Les titres s'enchaînent et l'ambiance devient rapidement électrique. Les jeux de lumières semblent enfin se réveiller et commencent à faire virevolter des couleurs aux quatre coins de la salle. Le public visiblement connaisseur tape volontiers le rythme dans ses mains. Un bon nombre de spectateurs connaissent d'ailleurs les paroles des chansons sur le bout des doigts. Le côté grandiloquent du spectacle offert par Stephan Eicher a de quoi marquer. Entouré de ses automates, le musicien a l'air d'un ado découvrant une pédale "loop" dans son garage. Le bricolage articulé qui s'active sous les yeux du public est définitivement unique en son genre, et l'accueil du public est triomphal.
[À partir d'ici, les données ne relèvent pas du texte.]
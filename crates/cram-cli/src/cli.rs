//! Command-line argument definitions.

use std::path::PathBuf;

use clap::{Parser, Subcommand};

use crate::commands::add::AddArgs;
use crate::commands::delete::DeleteArgs;
use crate::commands::edit::EditArgs;
use crate::commands::import::ImportArgs;
use crate::commands::list::ListArgs;
use crate::commands::report::ReportArgs;
use crate::commands::timeline::TimelineArgs;
use crate::commands::toggle::ToggleArgs;

/// Activity planner.
///
/// Plans work, school, and hobby activities, splits them across calendar
/// days, and reports planned versus completed hours.
#[derive(Debug, Parser)]
#[command(name = "cram", version, about, long_about = None)]
pub struct Cli {
    /// Enable verbose output.
    #[arg(short, long, global = true)]
    pub verbose: bool,

    /// Path to config file.
    #[arg(short, long, global = true)]
    pub config: Option<PathBuf>,

    #[command(subcommand)]
    pub command: Option<Commands>,
}

/// Available subcommands.
#[derive(Debug, Subcommand)]
pub enum Commands {
    /// Plan a new activity.
    Add(AddArgs),

    /// Change fields of an existing activity.
    Edit(EditArgs),

    /// Remove an activity.
    Delete(DeleteArgs),

    /// Flip an activity between done and pending.
    Toggle(ToggleArgs),

    /// List all stored activities.
    List(ListArgs),

    /// Show activities split by calendar day.
    Timeline(TimelineArgs),

    /// Summarize planned and completed hours for a period.
    Report(ReportArgs),

    /// Import activities from a JSON file.
    Import(ImportArgs),

    /// Export all activities as JSON to stdout.
    Export,
}
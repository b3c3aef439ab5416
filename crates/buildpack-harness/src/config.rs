// Copyright (c) Microsoft Corporation.
// Licensed under the MIT license.

//! Harness configuration
//!
//! Values come from an optional TOML file, overridden by environment
//! variables of the same name in upper case (`CF_API_ENDPOINT`,
//! `CF_ADMIN_PASSWORD`, ...), which is how CI provides them.

use std::path::{Path, PathBuf};

use anyhow::{bail, Context, Result};
use figment::providers::{Env, Format, Toml};
use figment::Figment;
use secrecy::SecretString;
use serde::Deserialize;

/// Environment variables read into [`HarnessConfig`]
pub const ENV_KEYS: &[&str] = &[
    "CF_API_ENDPOINT",
    "CF_ADMIN_PASSWORD",
    "BRANCH_NAME",
    "CONJUR_APPLIANCE_URL",
    "CONJUR_ACCOUNT",
    "CONJUR_ADMIN_PASSWORD",
    "CONJUR_INSECURE",
    "CI_DIR",
    "BUILDPACK_DIR",
];

#[derive(Debug, Clone, Deserialize)]
pub struct HarnessConfig {
    /// Platform API endpoint
    pub cf_api_endpoint: String,
    /// Password of the platform `admin` user
    pub cf_admin_password: SecretString,
    /// Branch under test, selects the online buildpack revision
    #[serde(default)]
    pub branch_name: Option<String>,
    pub conjur_appliance_url: String,
    pub conjur_account: String,
    /// Password of the Conjur `admin` user
    #[serde(default = "default_conjur_admin_password")]
    pub conjur_admin_password: SecretString,
    /// Skip certificate verification against the Conjur appliance
    #[serde(default)]
    pub conjur_insecure: bool,
    /// Directory holding `apps/`; commands run from here
    #[serde(default = "default_ci_dir")]
    pub ci_dir: PathBuf,
    /// Directory holding the buildpack's `upload.sh`
    #[serde(default = "default_buildpack_dir")]
    pub buildpack_dir: PathBuf,
}

fn default_conjur_admin_password() -> SecretString {
    SecretString::new("admin".into())
}

fn default_ci_dir() -> PathBuf {
    PathBuf::from(".")
}

fn default_buildpack_dir() -> PathBuf {
    PathBuf::from("..")
}

impl HarnessConfig {
    /// Layered configuration sources, lowest precedence first.
    pub fn figment(config_file: Option<&Path>) -> Figment {
        let mut figment = Figment::new();
        if let Some(path) = config_file {
            figment = figment.merge(Toml::file(path));
        }
        figment.merge(Env::raw().only(ENV_KEYS))
    }

    pub fn load(config_file: Option<&Path>) -> Result<Self> {
        if let Some(path) = config_file {
            if !path.exists() {
                bail!("Configuration file not found: {}", path.display());
            }
        }

        Self::figment(config_file)
            .extract()
            .context("Failed to load harness configuration")
    }

    /// Directory of the sample app `name` under `apps/`
    pub fn app_dir(&self, name: &str) -> PathBuf {
        self.ci_dir.join("apps").join(name)
    }
}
A ma droite, un couple reprend à tue-tête les paroles des chansons qu'ils connaissent par coeur tandis qu'à ma gauche une spectatrice agite son éventail au rythme de la grosse caisse.
Autre point particulièrement marquant de cette performance, les interactions entre Stephan Eicher et son public. Le musicien, visiblement dans une forme olympique, n'hésite pas à prendre le micro entre deux chansons afin de dialoguer avec le public. Dans un registre humoristique parfaitement dosé, le chanteur revient sur son âge, parle de la culture française, du journalisme, raille gentiment la qualité de l'eau stéphanoise... Il explique rapidement le principe de fonctionnement de son installation, rendant par la même occasion un hommage rapide à Mr Tesla, dont il utilise les fameux "Tesla Coils" (machine qui crache des arcs électriques de 250 000 volts). Il rit beaucoup sur scène et le public en fait de même, littéralement contaminé par la bonne humeur qui se dégage de ce personnage aux allures de savant fou au milieu de son impressionnante installation aux airs de laboratoire musical.
Le set du musicien durera une petite heure et demi avant qu'il ne quitte la scène, tout de suite rappelé par le public qui n'a qu'une envie : en entendre plus ! Stephan Eicher ira même jusqu'à demander directement au public quelles chansons il veut entendre. C'est ainsi que le musicien en vient à jouer des grands classiques de son répertoire tels que le titre "Minuit", qui ravira la salle comble. Ce qui frappe dans la performance de Stephan Eicher, en plus de son dispositif hors-normes, c'est la bonne humeur contagieuse qu'il diffuse autour de lui. Le show se finira sur une présentation assez drôle des "musiciens" présents sur scène ("A la batterie : la batterie ! Et au piano : le piano !" etc.). Une dernière note d'humour qui vient clôturer un concert qui ne ressemble de près ou de loin à rien de connu. Une infime partie de public restera perplexe face au concept développé par Stephan Eicher du fait qu'il peut être déroutant d'assister à un concert sans musicien. Pour ma part, je suis ressorti du Firmament de Firminy avec la conviction inébranlable que Und Die Automaten est un spectacle à aller voir d'urgence. Cette première soirée du festival des Oreilles En Pointe aura réussi un départ sur les chapeaux de roue, on en redemande !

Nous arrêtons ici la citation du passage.